O acesso ao ensino superior para povos originários ganha novo capítulo com a abertura das inscrições para mais uma edição do Vestibular dos Povos Indígenas no Paraná. A iniciativa, que visa ampliar as oportunidades educacionais para comunidades tradicionais, estabeleceu um prazo para adesão até o final de junho, com o processo seletivo direcionado ao ano letivo de 2027.
A gestão deste ano recai sobre a Universidade Estadual de Ponta Grossa (UEPG), atuando em conjunto com a Pró-Reitoria de Assuntos Estudantis (Prae) e a Coordenadoria de Processos de Seleção (CPS). A colaboração se estende à Comissão Universidade para o Índio (Cuia), reforçando a articulação entre instituições de ensino e representações indígenas.
Um total de sete universidades estaduais paranaenses disponibilizam vagas exclusivas para estudantes indígenas. Cada instituição reserva seis posições em seus cursos de graduação. Adicionalmente, a Universidade Federal do Paraná (UFPR) amplifica essa oferta, destinando 10 vagas a este público específico, demonstrando um esforço conjunto em prol da inclusão.
A prova, agendada para o fim de setembro, compreende duas fases essenciais. A primeira avalia a capacidade de comunicação oral, enquanto a segunda foca em conhecimentos gerais. Esta última etapa inclui a elaboração de uma redação e a resolução de 40 questões objetivas, distribuídas entre disciplinas fundamentais como Língua Portuguesa, Língua Estrangeira (Inglês ou Espanhol) ou Língua Indígena (Guarani ou Kaingang), Biologia, Física, Geografia, História, Matemática e Química.
A iniciativa se consolida como uma política pública de longa data, ultrapassando duas décadas de existência. Seu objetivo é fomentar a educação superior para indivíduos pertencentes a etnias, comunidades e territórios indígenas localizados em todo o território paranaense. O processo seletivo é gratuito e anual, oferecendo acesso a cursos de graduação regulares por meio de um sistema de seleção dedicado.

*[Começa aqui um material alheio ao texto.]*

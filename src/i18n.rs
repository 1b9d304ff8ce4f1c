use crate::error::ProfileError;
use fluent_templates::fluent_bundle::FluentValue;
use fluent_templates::{static_loader, Loader};
use std::collections::HashMap;
use unic_langid::LanguageIdentifier;

static_loader! {
    static LOCALES = {
        locales: "locales",
        fallback_language: "en-US",
        customise: |bundle| bundle.set_use_isolating(false),
    };
}

pub fn localize_error(err: &ProfileError) -> String {
    let langid = resolve_language();
    match err {
        ProfileError::NotFound(detail) => message_with_detail(&langid, "error-not-found", detail),
        ProfileError::QuotaExceeded { .. } => {
            message_with_detail(&langid, "error-quota", &err.to_string())
        }
        ProfileError::Storage(detail) => message_with_detail(&langid, "error-storage", detail),
        ProfileError::DomainRejected(detail) => message_with_detail(&langid, "error-domain", detail),
        ProfileError::CookieRejected(detail) => message_with_detail(&langid, "error-cookie", detail),
        ProfileError::MalformedImport(detail) => {
            message_with_detail(&langid, "error-malformed-import", detail)
        }
        ProfileError::InvalidInput(detail) => {
            message_with_detail(&langid, "error-invalid-input", detail)
        }
        ProfileError::InvalidUrl(detail) => message_with_detail(&langid, "error-invalid-url", detail),
        ProfileError::Io(detail) => message_with_detail(&langid, "error-io", &detail.to_string()),
        ProfileError::Json(detail) => message_with_detail(&langid, "error-json", &detail.to_string()),
        ProfileError::Database(detail) => {
            message_with_detail(&langid, "error-database", &detail.to_string())
        }
        ProfileError::Config(detail) => message_with_detail(&langid, "error-config", detail),
        ProfileError::FileNotFound(detail) => {
            message_with_detail(&langid, "error-file-not-found", detail)
        }
        ProfileError::PermissionDenied(detail) => {
            message_with_detail(&langid, "error-permission-denied", detail)
        }
    }
}

/// Look up a user-facing message, filling in `args`.
pub fn message(key: &str, args: &[(&str, String)]) -> String {
    let langid = resolve_language();
    if args.is_empty() {
        return LOCALES.lookup(&langid, key);
    }
    let args: HashMap<&str, FluentValue> = args
        .iter()
        .map(|(name, value)| (*name, FluentValue::from(value.clone())))
        .collect();
    LOCALES.lookup_with_args(&langid, key, &args)
}

fn message_with_detail(langid: &LanguageIdentifier, key: &str, detail: &str) -> String {
    let mut args = HashMap::new();
    args.insert("detail", FluentValue::from(detail));
    LOCALES.lookup_with_args(langid, key, &args)
}

fn resolve_language() -> LanguageIdentifier {
    for key in ["LC_ALL", "LC_MESSAGES", "LANG"] {
        if let Ok(value) = std::env::var(key) {
            if let Some(lang) = normalize_lang(value) {
                if let Ok(langid) = lang.parse::<LanguageIdentifier>() {
                    return langid;
                }
            }
        }
    }
    "en-US".parse().expect("valid fallback language")
}

fn normalize_lang(value: String) -> Option<String> {
    let value = value.trim();
    if value.is_empty() || value == "C" || value == "POSIX" {
        return None;
    }
    let value = value.split('.').next().unwrap_or(value);
    let value = value.replace('_', "-");
    Some(value)
}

Avanço na Educação Indígena e a Realidade Demográfica
A relevância desta política é acentuada ao considerarmos a demografia indígena no Paraná. Com aproximadamente 13.300 habitantes, cerca de 70% da população pertence ao povo Kaingang, evidenciando a importância da continuidade e do fortalecimento deste vestibular. O Estado possui 23 terras indígenas formalmente demarcadas pelo governo federal.
Essas terras demarcadas incluem localidades como Apucarana, Avá-Guarani do Ocoí, Barão de Antonina, Boa Vista, Cerco Grande, Faxinal, Herarekã Xetá, Ilha da Cotinga, Ivaí, Laranjinha, Mangueirinha, Marrecas, Palmas (na divisa com Santa Catarina), Pinhalzinho, Queimadas, Rio Areia, Rio das Cobras, Sambaqui, São Jerônimo, Tekohá Añetete, Tekoha Itamarã, Tibagy/Mococa e Yvyporã Laranjinha. Essa distribuição territorial sublinha a abrangência e a necessidade de programas que promovam a equidade educacional.

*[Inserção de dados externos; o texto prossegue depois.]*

use super::{cookie_header, parse_cookie_string, Cookie, Profile, ProfileBundle, SameSite};
use crate::error::ProfileError;
use serde_json::json;

#[test]
fn cookie_uses_browser_field_names() {
    let mut cookie = Cookie::new("sid", "abc");
    cookie.http_only = Some(true);
    cookie.same_site = Some(SameSite::NoRestriction);
    cookie.expiration_date = Some(1_900_000_000.5);

    let value = serde_json::to_value(&cookie).expect("serialize");
    assert_eq!(
        value,
        json!({
            "name": "sid",
            "value": "abc",
            "path": "/",
            "httpOnly": true,
            "sameSite": "no_restriction",
            "expirationDate": 1_900_000_000.5
        })
    );
}

#[test]
fn cookie_defaults_path_when_missing() {
    let cookie: Cookie = serde_json::from_value(json!({"name": "a", "value": "1"})).expect("parse");
    assert_eq!(cookie.path, "/");
    assert!(cookie.is_session());
}

#[test]
fn cookie_with_expiration_is_persistent_unless_flagged() {
    let mut cookie = Cookie::new("a", "1");
    cookie.expiration_date = Some(10.0);
    assert!(!cookie.is_session());
    cookie.session = Some(true);
    assert!(cookie.is_session());
}

#[test]
fn same_site_parses_browser_and_header_spellings() {
    assert_eq!("none".parse::<SameSite>(), Ok(SameSite::NoRestriction));
    assert_eq!("Lax".parse::<SameSite>(), Ok(SameSite::Lax));
    assert!("sometimes".parse::<SameSite>().is_err());
    assert_eq!(SameSite::Strict.to_string(), "strict");
}

#[test]
fn parse_cookie_string_keeps_well_formed_pairs() {
    let cookies = parse_cookie_string(" a = 1 ; broken; b=2;c=3=4; =5; d=");
    let pairs: Vec<(&str, &str)> = cookies
        .iter()
        .map(|c| (c.name.as_str(), c.value.as_str()))
        .collect();
    assert_eq!(pairs, vec![("a", "1"), ("b", "2"), ("d", "")]);
}

#[test]
fn cookie_header_joins_pairs() {
    let cookies = vec![Cookie::new("a", "1"), Cookie::new("b", "2")];
    assert_eq!(cookie_header(&cookies), "a=1; b=2");
    assert_eq!(cookie_header(&[]), "");
}

#[test]
fn bundle_preserves_json_order() {
    let bundle = ProfileBundle::from_json(r#"{"zeta": [], "alpha": [{"name": "a", "value": "1"}]}"#)
        .expect("parse");
    assert_eq!(bundle.names(), vec!["zeta", "alpha"]);
    assert_eq!(bundle.get("alpha").map(|p| p.cookies.len()), Some(1));
}

#[test]
fn bundle_rejects_non_json_and_wrong_shape() {
    let err = ProfileBundle::from_json("{not json").expect_err("syntax");
    assert!(matches!(err, ProfileError::MalformedImport(_)));

    let err = ProfileBundle::from_json("[1, 2]").expect_err("array");
    assert!(matches!(err, ProfileError::MalformedImport(_)));

    let err = ProfileBundle::from_json(r#"{"a": "not a list"}"#).expect_err("cookies");
    assert!(matches!(err, ProfileError::MalformedImport(_)));
}

#[test]
fn bundle_insert_replaces_in_place() {
    let mut bundle = ProfileBundle::new();
    bundle.insert(Profile::new("a", vec![Cookie::new("x", "1")]));
    bundle.insert(Profile::new("b", vec![]));
    bundle.insert(Profile::new("a", vec![Cookie::new("y", "2")]));

    assert_eq!(bundle.names(), vec!["a", "b"]);
    assert_eq!(bundle.get("a").map(|p| p.cookies[0].name.as_str()), Some("y"));
    assert!(bundle.get("b").map(|p| p.cookies.is_empty()).unwrap_or(false));
}

#[test]
fn bundle_pretty_json_is_indented_object() {
    let bundle: ProfileBundle = vec![Profile::new("a", vec![Cookie::new("x", "1")])]
        .into_iter()
        .collect();
    let text = bundle.to_json_pretty().expect("json");
    assert!(text.starts_with("{\n  \"a\": [\n"));
    assert_eq!(ProfileBundle::from_json(&text).expect("reparse"), bundle);
}
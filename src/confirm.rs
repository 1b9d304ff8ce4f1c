//! Confirmation prompts
//!
//! Overwrite, delete, import and clear ask the user first. The question is
//! answered synchronously by whatever [`Confirm`] the caller injects.

use std::io::{self, BufRead, Write};

/// Answers a yes/no question.
pub trait Confirm: Send + Sync {
    fn confirm(&self, question: &str) -> bool;
}

impl<F> Confirm for F
where
    F: Fn(&str) -> bool + Send + Sync,
{
    fn confirm(&self, question: &str) -> bool {
        self(question)
    }
}

/// Says yes to everything.
#[derive(Debug, Clone, Copy, Default)]
pub struct AssumeYes;

impl Confirm for AssumeYes {
    fn confirm(&self, question: &str) -> bool {
        log::debug!("auto-confirmed: {}", question);
        true
    }
}

/// Asks on stderr and reads the answer from stdin.
#[derive(Debug, Clone, Copy, Default)]
pub struct StdinConfirm;

impl Confirm for StdinConfirm {
    fn confirm(&self, question: &str) -> bool {
        let mut stderr = io::stderr();
        if write!(stderr, "{} [y/N] ", question).is_err() || stderr.flush().is_err() {
            return false;
        }
        let mut answer = String::new();
        match io::stdin().lock().read_line(&mut answer) {
            Ok(_) => is_yes(&answer),
            Err(_) => false,
        }
    }
}

fn is_yes(answer: &str) -> bool {
    matches!(answer.trim().to_lowercase().as_str(), "y" | "yes")
}
use super::{FileUtils, UrlUtils};
use crate::error::ProfileError;
use std::fs;
use std::path::PathBuf;
use tempfile::tempdir;

#[test]
fn validate_url_adds_scheme() {
    let url = UrlUtils::validate_url("example.com").expect("valid url");
    assert_eq!(url.scheme(), "http");
    assert_eq!(url.host_str(), Some("example.com"));
}

#[test]
fn validate_url_rejects_invalid_input() {
    let err = UrlUtils::validate_url("http://").expect_err("invalid url");
    assert!(matches!(err, ProfileError::InvalidUrl(_)));
}

#[test]
fn display_host_includes_explicit_port() {
    let url = UrlUtils::validate_url("http://localhost:8080/app").expect("valid url");
    assert_eq!(UrlUtils::display_host(&url), "localhost:8080");
    let url = UrlUtils::validate_url("https://example.com/").expect("valid url");
    assert_eq!(UrlUtils::display_host(&url), "example.com");
}

#[test]
fn expand_path_expands_home() {
    let home = dirs::home_dir().expect("home dir");
    let path = FileUtils::expand_path("~/cookie-profiles-test").expect("expanded");
    assert_eq!(path, home.join("cookie-profiles-test"));
}

#[test]
fn expand_path_leaves_non_tilde_unchanged() {
    let path = FileUtils::expand_path("/tmp/cookie-profiles").expect("expanded");
    assert_eq!(path, PathBuf::from("/tmp/cookie-profiles"));
    let path = FileUtils::expand_path("~user/file").expect("expanded");
    assert_eq!(path, PathBuf::from("~user/file"));
}

#[test]
fn check_file_readable_validates_paths() {
    let temp = tempdir().expect("tempdir");
    let file_path = temp.path().join("profiles.json");
    fs::write(&file_path, "{}").expect("write file");
    FileUtils::check_file_readable(&file_path).expect("readable file");
    assert_eq!(FileUtils::read_text(&file_path).expect("read"), "{}");

    let err =
        FileUtils::check_file_readable(&temp.path().join("missing")).expect_err("missing file");
    assert!(matches!(err, ProfileError::FileNotFound(_)));

    let err = FileUtils::check_file_readable(temp.path()).expect_err("dir path");
    assert!(matches!(err, ProfileError::Config(_)));
}
//! SQLite-backed storage areas
//!
//! All areas share one database file and one connection. Items are stored as
//! serialized JSON text keyed by `(area, key)`.

use super::{Items, StorageArea, StorageAreaKind, StorageQuota};
use crate::error::{ProfileError, Result};
use async_trait::async_trait;
use rusqlite::{params, Connection};
use serde_json::Value;
use std::collections::HashMap;
use std::path::Path;
use std::sync::Arc;
use tokio::sync::Mutex;

const SCHEMA: &str = "CREATE TABLE IF NOT EXISTS items (
    area TEXT NOT NULL,
    key TEXT NOT NULL,
    value TEXT NOT NULL,
    PRIMARY KEY (area, key)
)";

/// Shared handle to the storage database.
#[derive(Clone)]
pub struct SqliteDatabase(Arc<Mutex<Connection>>);

impl SqliteDatabase {
    /// Open (or create) the database at `path`.
    pub fn open(path: &Path) -> Result<Self> {
        if let Some(parent) = path.parent() {
            if !parent.as_os_str().is_empty() {
                std::fs::create_dir_all(parent)?;
            }
        }
        let conn = Connection::open(path)?;
        let mode: String =
            conn.pragma_update_and_check(None, "journal_mode", "WAL", |row| row.get(0))?;
        log::debug!("opened storage database {:?} (journal_mode={})", path, mode);
        Self::initialize(conn)
    }

    /// Database that lives only as long as the handle.
    pub fn open_in_memory() -> Result<Self> {
        Self::initialize(Connection::open_in_memory()?)
    }

    fn initialize(conn: Connection) -> Result<Self> {
        conn.execute(SCHEMA, [])?;
        log::debug!("storage schema ready");
        Ok(SqliteDatabase(Arc::new(Mutex::new(conn))))
    }

    /// Handle to one storage area of this database.
    pub fn area(&self, kind: StorageAreaKind, quota: StorageQuota) -> SqliteStorage {
        SqliteStorage {
            db: self.clone(),
            kind,
            quota,
        }
    }
}

/// One storage area inside a [`SqliteDatabase`].
#[derive(Clone)]
pub struct SqliteStorage {
    db: SqliteDatabase,
    kind: StorageAreaKind,
    quota: StorageQuota,
}

fn decode(key: &str, raw: &str) -> Result<Value> {
    serde_json::from_str(raw).map_err(|e| {
        ProfileError::Storage(format!("Corrupt value stored under '{}': {}", key, e))
    })
}

#[async_trait]
impl StorageArea for SqliteStorage {
    async fn get(&self, keys: &[String]) -> Result<Items> {
        let conn = self.db.0.lock().await;
        let mut stmt = conn.prepare("SELECT value FROM items WHERE area = ?1 AND key = ?2")?;

        let mut items = Items::new();
        for key in keys {
            let mut rows = stmt.query(params![self.kind.as_str(), key])?;
            if let Some(row) = rows.next()? {
                let raw: String = row.get(0)?;
                items.insert(key.clone(), decode(key, &raw)?);
            }
        }
        Ok(items)
    }

    async fn get_all(&self) -> Result<Items> {
        let conn = self.db.0.lock().await;
        let mut stmt = conn.prepare("SELECT key, value FROM items WHERE area = ?1 ORDER BY key")?;
        let rows = stmt.query_map(params![self.kind.as_str()], |row| {
            Ok((row.get::<_, String>(0)?, row.get::<_, String>(1)?))
        })?;

        let mut items = Items::new();
        for row in rows {
            let (key, raw) = row?;
            let value = decode(&key, &raw)?;
            items.insert(key, value);
        }
        Ok(items)
    }

    async fn set(&self, batch: Items) -> Result<()> {
        let mut conn = self.db.0.lock().await;
        let transaction = conn.transaction()?;

        let sizes = {
            let mut stmt = transaction.prepare(
                "SELECT key, length(CAST(key AS BLOB)) + length(CAST(value AS BLOB))
                 FROM items WHERE area = ?1",
            )?;
            let rows = stmt.query_map(params![self.kind.as_str()], |row| {
                Ok((row.get::<_, String>(0)?, row.get::<_, i64>(1)?))
            })?;
            let mut sizes = HashMap::new();
            for row in rows {
                let (key, size) = row?;
                sizes.insert(key, size.max(0) as usize);
            }
            sizes
        };
        self.quota.check(sizes, &batch)?;

        for (key, value) in &batch {
            transaction.execute(
                "INSERT OR REPLACE INTO items (area, key, value) VALUES (?1, ?2, ?3)",
                params![self.kind.as_str(), key, value.to_string()],
            )?;
        }

        transaction.commit()?;
        log::trace!("wrote {} item(s) to {} area", batch.len(), self.kind);
        Ok(())
    }

    async fn remove(&self, keys: &[String]) -> Result<()> {
        let mut conn = self.db.0.lock().await;
        let transaction = conn.transaction()?;

        for key in keys {
            transaction.execute(
                "DELETE FROM items WHERE area = ?1 AND key = ?2",
                params![self.kind.as_str(), key],
            )?;
        }

        transaction.commit()?;
        Ok(())
    }
}

#[cfg(test)]
mod tests {
    use super::SqliteDatabase;
    use crate::error::ProfileError;
    use crate::storage::{StorageArea, StorageAreaKind, StorageQuota};
    use serde_json::json;
    use tempfile::tempdir;

    #[tokio::test]
    async fn areas_are_isolated() {
        let db = SqliteDatabase::open_in_memory().expect("db");
        let sync = db.area(StorageAreaKind::Sync, StorageQuota::sync());
        let local = db.area(StorageAreaKind::Local, StorageQuota::unlimited());

        sync.set_one("k", json!("sync")).await.expect("set sync");
        local.set_one("k", json!("local")).await.expect("set local");

        assert_eq!(sync.get_one("k").await.expect("get"), Some(json!("sync")));
        assert_eq!(local.get_one("k").await.expect("get"), Some(json!("local")));

        local.remove(&["k".to_string()]).await.expect("remove");
        assert!(local.get_one("k").await.expect("get").is_none());
        assert!(sync.get_one("k").await.expect("get").is_some());
    }

    #[tokio::test]
    async fn values_survive_reopen() {
        let dir = tempdir().expect("tempdir");
        let path = dir.path().join("nested").join("storage.sqlite3");
        {
            let db = SqliteDatabase::open(&path).expect("open");
            let sync = db.area(StorageAreaKind::Sync, StorageQuota::sync());
            sync.set_one("profile_list", json!(["a", "b"]))
                .await
                .expect("set");
        }

        let db = SqliteDatabase::open(&path).expect("reopen");
        let sync = db.area(StorageAreaKind::Sync, StorageQuota::sync());
        let all = sync.get_all().await.expect("get_all");
        assert_eq!(all.get("profile_list"), Some(&json!(["a", "b"])));
    }

    #[tokio::test]
    async fn quota_violation_rolls_back_batch() {
        let db = SqliteDatabase::open_in_memory().expect("db");
        let sync = db.area(
            StorageAreaKind::Sync,
            StorageQuota {
                bytes_per_item: Some(64),
                total_bytes: Some(80),
                max_items: None,
            },
        );
        sync.set_one("first", json!("x".repeat(40)))
            .await
            .expect("first write fits");

        let err = sync
            .set_one("second", json!("y".repeat(40)))
            .await
            .expect_err("total exceeded");
        assert!(matches!(err, ProfileError::QuotaExceeded { .. }));
        assert!(sync.get_one("second").await.expect("get").is_none());
    }
}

Desafios e Perspectivas para a Inclusão Superior
O Vestibular dos Povos Indígenas representa um marco importante na desconstrução de barreiras históricas ao acesso à educação superior para esses grupos. Contudo, a garantia de permanência e sucesso acadêmico exige um olhar atento para além do processo seletivo. Suporte pedagógico, programas de assistência estudantil e a criação de ambientes universitários culturalmente sensíveis são cruciais.

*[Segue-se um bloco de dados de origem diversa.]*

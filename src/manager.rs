//! Profile manager
//!
//! The explicit context object behind every user action: it owns the profile
//! store, the cookie manager, the confirmation capability and the working
//! set (the cookies currently being edited). Nothing here renders anything;
//! callers turn the returned outcomes into output.

use crate::confirm::Confirm;
use crate::cookies::{self, ApplyReport, CookieManager};
use crate::error::{ProfileError, Result};
use crate::i18n;
use crate::profile::store::{validate_name, ImportReport};
use crate::profile::{cookie_header, parse_cookie_string, Cookie, Profile, ProfileBundle};
use crate::profile::{ProfileStore, SaveOutcome};
use crate::utils::UrlUtils;
use std::sync::Arc;
use url::Url;

/// Result of an action that asks for confirmation first.
#[derive(Debug, Clone, PartialEq)]
pub enum Outcome<T> {
    Done(T),
    /// The user said no; nothing was written.
    Declined,
}

impl<T> Outcome<T> {
    pub fn done(self) -> Option<T> {
        match self {
            Outcome::Done(value) => Some(value),
            Outcome::Declined => None,
        }
    }
}

/// Cookies being edited and the profile they came from, if any.
#[derive(Debug, Clone, Default, PartialEq)]
pub struct WorkingSet {
    pub cookies: Vec<Cookie>,
    pub loaded_profile: Option<String>,
}

impl WorkingSet {
    fn clear(&mut self) {
        self.cookies.clear();
        self.loaded_profile = None;
    }
}

/// Result of loading a profile into the working set.
#[derive(Debug, Clone, PartialEq)]
pub struct LoadReport {
    pub profile: Profile,
    /// Present when a page was selected and the cookies were applied to it.
    pub applied: Option<ApplyReport>,
}

pub struct ProfileManager {
    store: ProfileStore,
    cookies: Arc<dyn CookieManager>,
    confirm: Box<dyn Confirm>,
    page: Option<Url>,
    working: WorkingSet,
}

impl ProfileManager {
    pub fn new(
        store: ProfileStore,
        cookies: Arc<dyn CookieManager>,
        confirm: Box<dyn Confirm>,
    ) -> Self {
        Self {
            store,
            cookies,
            confirm,
            page: None,
            working: WorkingSet::default(),
        }
    }

    pub fn store(&self) -> &ProfileStore {
        &self.store
    }

    pub fn working_set(&self) -> &WorkingSet {
        &self.working
    }

    /// Select the page cookies are captured from and applied to.
    pub fn set_page(&mut self, url: &str) -> Result<&Url> {
        Ok(self.page.insert(cookies::page_url(url)?))
    }

    pub fn page(&self) -> Result<&Url> {
        self.page.as_ref().ok_or_else(|| {
            ProfileError::InvalidInput("select an http(s) page first".to_string())
        })
    }

    /// Profile names matching `filter`, case-insensitively.
    pub async fn list(&self, filter: &str) -> Result<Vec<String>> {
        self.store.list(filter).await
    }

    /// Replace the working set with the page's current cookies.
    pub async fn capture_page(&mut self) -> Result<&[Cookie]> {
        let url = self.page()?.clone();
        let captured = self.cookies.get_all(url.as_str()).await?;
        log::debug!("captured {} cookie(s) from {}", captured.len(), url);
        self.working.cookies = captured;
        self.working.loaded_profile = None;
        Ok(&self.working.cookies)
    }

    /// Load a profile into the working set and apply it to the page, if one is selected.
    pub async fn load_profile(&mut self, name: &str) -> Result<LoadReport> {
        if name.trim().is_empty() {
            return Err(ProfileError::InvalidInput(
                "choose a profile to load".to_string(),
            ));
        }
        let profile = self.store.get(name).await?;
        self.working.cookies = profile.cookies.clone();
        self.working.loaded_profile = Some(profile.name.clone());

        let applied = match &self.page {
            Some(url) => {
                let report =
                    cookies::apply_to_page(self.cookies.as_ref(), url, &profile.cookies).await?;
                Some(report)
            }
            None => None,
        };
        Ok(LoadReport { profile, applied })
    }

    /// Apply the working set to the selected page.
    pub async fn apply_working_set(&self) -> Result<ApplyReport> {
        let url = self.page()?;
        cookies::apply_to_page(self.cookies.as_ref(), url, &self.working.cookies).await
    }

    /// Save the working set under `name`, asking before an overwrite.
    pub async fn save_as(&mut self, name: &str) -> Result<Outcome<SaveOutcome>> {
        let name = validate_name(name)?;
        let cookies = self.working.cookies.clone();
        let outcome = self.save_confirmed(&name, cookies).await?;
        if matches!(outcome, Outcome::Done(_)) {
            self.working.loaded_profile = Some(name);
        }
        Ok(outcome)
    }

    /// Write the working set back to the profile it was loaded from.
    pub async fn save_edited(&self) -> Result<Profile> {
        let name = self.working.loaded_profile.as_deref().ok_or_else(|| {
            ProfileError::InvalidInput(
                "no profile is loaded; load one or save the cookies under a new name".to_string(),
            )
        })?;
        self.store
            .save_unconditional(name, self.working.cookies.clone())
            .await
    }

    /// Create a profile from a `name=value; ...` string.
    pub async fn save_from_string(
        &mut self,
        name: &str,
        cookie_string: &str,
    ) -> Result<Outcome<SaveOutcome>> {
        let name = validate_name(name)?;
        if cookie_string.trim().is_empty() {
            return Err(ProfileError::InvalidInput(
                "paste a cookie string first".to_string(),
            ));
        }
        let cookies = parse_cookie_string(cookie_string);
        if cookies.is_empty() {
            return Err(ProfileError::InvalidInput(
                "the cookie string contains no name=value pairs".to_string(),
            ));
        }

        let outcome = self.save_confirmed(&name, cookies.clone()).await?;
        if matches!(outcome, Outcome::Done(_)) {
            self.working.cookies = cookies;
            self.working.loaded_profile = Some(name);
        }
        Ok(outcome)
    }

    async fn save_confirmed(
        &self,
        name: &str,
        cookies: Vec<Cookie>,
    ) -> Result<Outcome<SaveOutcome>> {
        if self.store.contains(name).await? {
            let question = i18n::message("confirm-overwrite", &[("name", name.to_string())]);
            if !self.confirm.confirm(&question) {
                return Ok(Outcome::Declined);
            }
        }
        Ok(Outcome::Done(self.store.save(name, cookies).await?))
    }

    /// Delete a profile after confirmation.
    pub async fn delete_profile(&mut self, name: &str) -> Result<Outcome<()>> {
        if name.trim().is_empty() {
            return Err(ProfileError::InvalidInput(
                "choose a profile to delete".to_string(),
            ));
        }
        let question = i18n::message("confirm-delete", &[("name", name.to_string())]);
        if !self.confirm.confirm(&question) {
            return Ok(Outcome::Declined);
        }

        self.store.delete(name).await?;
        if self.working.loaded_profile.as_deref() == Some(name) {
            self.working.clear();
        }
        Ok(Outcome::Done(()))
    }

    /// Drop one cookie from the working set.
    pub fn remove_cookie(&mut self, name: &str) -> bool {
        let before = self.working.cookies.len();
        self.working.cookies.retain(|cookie| cookie.name != name);
        self.working.cookies.len() != before
    }

    /// The working set as a `Cookie` header value.
    pub fn cookie_string(&self) -> String {
        cookie_header(&self.working.cookies)
    }

    /// Indented JSON export of the selected profiles.
    pub async fn export_profiles(&self, names: &[String]) -> Result<(ProfileBundle, String)> {
        if names.is_empty() {
            return Err(ProfileError::InvalidInput(
                "select at least one profile to export".to_string(),
            ));
        }
        let bundle = self.store.export_by_names(names).await?;
        if bundle.is_empty() {
            return Err(ProfileError::NotFound(names.join(", ")));
        }
        let json = bundle.to_json_pretty()?;
        Ok((bundle, json))
    }

    /// Merge an export file into the store after confirmation.
    ///
    /// The file is parsed before asking, so a malformed file writes nothing.
    pub async fn import_profiles(&self, json: &str) -> Result<Outcome<ImportReport>> {
        let bundle = ProfileBundle::from_json(json)?;
        let question = i18n::message("confirm-import", &[]);
        if !self.confirm.confirm(&question) {
            return Ok(Outcome::Declined);
        }
        Ok(Outcome::Done(self.store.import_merge(&bundle).await?))
    }

    /// Remove every cookie of the selected page after confirmation.
    pub async fn clear_page(&mut self) -> Result<Outcome<usize>> {
        let url = self.page()?.clone();
        let question = i18n::message("confirm-clear", &[("host", UrlUtils::display_host(&url))]);
        if !self.confirm.confirm(&question) {
            return Ok(Outcome::Declined);
        }
        let removed = cookies::clear_page(self.cookies.as_ref(), &url).await?;
        self.working.cookies.clear();
        Ok(Outcome::Done(removed))
    }
}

A continuidade e o aprimoramento deste vestibular são essenciais para a valorização da diversidade cultural e para o fortalecimento da autodeterminação dos povos indígenas. A ampliação do número de vagas e a diversificação dos cursos oferecidos podem impulsionar ainda mais a participação ativa desses cidadãos no desenvolvimento social, científico e cultural do estado e do país.